Monday, October 17, 2011

Pigmentation genetics of Europeans

The maps below are based on three genome-wide SNPs showing high correlation with blue and green eyes and/or fair hair in Europeans. The results obviously suggest that there's an increase in hair and eye blondism from south to north in Europe, with clear peaks east of the Baltic Sea. The three SNPs are rs1667394 (HERC2 gene), rs12913832 (OCA2 gene), and rs12896399 (SLC24A4 gene).

Indeed, I'm a bit taken aback by the very high rate of suggested blondism among the Belorussians and Mordvinians (second highest dot in Russia). This might have something to do with sampling bias. Perhaps most of the 12 Belorussians and 16 Mordvinians used here came from fairer than average communities within their respective nations? I have no idea.
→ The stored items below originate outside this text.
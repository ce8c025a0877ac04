//! Reference [`ReportRenderer`] producing a JSON document.

use healthins_core::ReportRenderer;
use serde_json::json;

/// Renders a report as `{"title", "header", "rows"}` JSON.
#[derive(Debug, Default, Clone, Copy)]
pub struct JsonReportRenderer {
    pretty: bool,
}

impl JsonReportRenderer {
    #[must_use]
    pub fn new() -> Self {
        Self::default()
    }

    #[must_use]
    pub fn pretty() -> Self {
        Self { pretty: true }
    }
}

impl ReportRenderer for JsonReportRenderer {
    fn render(
        &self,
        title: &str,
        header: &[String],
        rows: &[Vec<String>],
    ) -> anyhow::Result<Vec<u8>> {
        let document = json!({
            "title": title,
            "header": header,
            "rows": rows,
        });
        let bytes = if self.pretty {
            serde_json::to_vec_pretty(&document)?
        } else {
            serde_json::to_vec(&document)?
        };
        Ok(bytes)
    }
}
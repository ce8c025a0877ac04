//! Interchangeable behaviors selected through a
//! [`StrategyRegistry`](crate::service::registry::StrategyRegistry).

pub mod campaign;
pub mod report;

pub use campaign::{CampaignOutcome, CampaignStrategy, EmailCampaign, SocialMediaCampaign};
pub use report::{
    ClaimsReport, InquiriesReport, PaymentsReport, ReportRecord, ReportStrategy, Table, TableSink,
};
//! The per-operation behavior plugged into an
//! [`OperationPipeline`](super::pipeline::OperationPipeline).

use async_trait::async_trait;
use healthins_core::{Actor, ActorId};

use crate::error::OperationError;

/// Out-of-band message an operation wants sent after it succeeds.
#[derive(Debug, Clone, PartialEq, Eq)]
pub struct Notification {
    pub recipient: String,
    pub subject: String,
    pub body: String,
}

/// A customer self-service action run through the four-phase pipeline.
///
/// The pipeline owns ordering: actor checks, then [`validate_request`],
/// then [`authorize`], then [`execute`]. An implementation only supplies the
/// operation-specific parts.
///
/// [`validate_request`]: PortalOperation::validate_request
/// [`authorize`]: PortalOperation::authorize
/// [`execute`]: PortalOperation::execute
#[async_trait]
pub trait PortalOperation: Send + Sync {
    /// Operation-specific payload handed in by the caller.
    type Request: Send + Sync;
    /// What authorization resolved (e.g. the referenced policy), passed on to
    /// the business step so it does not re-read the store.
    type Grant: Send;
    /// The business outcome returned to the caller.
    type Output: Send + Sync;

    /// Stable operation name used in logs and the audit trail.
    fn name(&self) -> &'static str;

    /// Structural checks only. Must not touch any store.
    ///
    /// # Errors
    ///
    /// Returns [`OperationError::InvalidRequest`] describing the first
    /// offending field.
    fn validate_request(&self, request: &Self::Request) -> Result<(), OperationError>;

    /// Ownership and eligibility checks. May read stores, never writes.
    async fn authorize(
        &self,
        actor: &Actor,
        request: &Self::Request,
    ) -> Result<Self::Grant, OperationError>;

    /// The only phase allowed to mutate state.
    async fn execute(
        &self,
        actor: &Actor,
        request: &Self::Request,
        grant: Self::Grant,
    ) -> Result<Self::Output, OperationError>;

    /// Free-form details written alongside the audit entry.
    fn audit_details(&self, output: &Self::Output) -> String {
        let _ = output;
        String::new()
    }

    /// Message to send after success. `None` means this operation does not notify.
    fn notification(&self, actor: &Actor, output: &Self::Output) -> Option<Notification> {
        let _ = (actor, output);
        None
    }

    /// Called once with any failure before it is returned to the caller.
    /// Must not alter the error.
    fn on_error(&self, actor_id: ActorId, error: &OperationError) {
        tracing::warn!(
            operation = self.name(),
            actor_id = %actor_id,
            error_kind = error.kind(),
            error = %error,
            "operation failed"
        );
    }
}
In any case, I don't think the picture is too far from reality, because multiple sampling sites from the same general biogeographic zones, but several hundred kilometers apart, are showing very similar results. This can't be a coincidence.

It's also interesting to note that the East Baltic peak in blondism genotypes correlates closely with the North + East European genome-wide ancestral component in my latest ADMIXTURE experiment (see here). Perhaps this is where natural selection for these traits was most extreme due to very specific environmental pressures, like lack of sunlight? Maybe this is also where these traits spread from, either gradually or during one or several major migrations? Someone should look into that. Meantime, I'll try and update this post with new maps as more samples come in.


  1. Population Erzya and Moksha are around the north-Caucasoid populations of Eastern Europe. Scientifically proven that some of the most Erzya light pigmentation of the peoples of Eastern Europe. The results of your analysis confirm the research of anthropologists.


  3. SNPEDIA says allele associated with Fair hair in rs12896399 is G, not T.
    Perhaps snpedia is wrong... or the image above...

  4. Right, so the allele associated with fair hair would be most common in the Near East not Northern Europe.

    Yeah, makes sense.

    1. Of course it does not make sense and that's not what im suggesting.
      I just saw a inaccuracy between information provided by snpedia and information written on map above. Someone made a mistake on typing the correct allele and would be nice to find what's the correct one.

    2. You can also update this excellent analysis with the KITLG gene (rs12821256) associated with blonde hair on europeans:
      It was identified some years after you posted this article.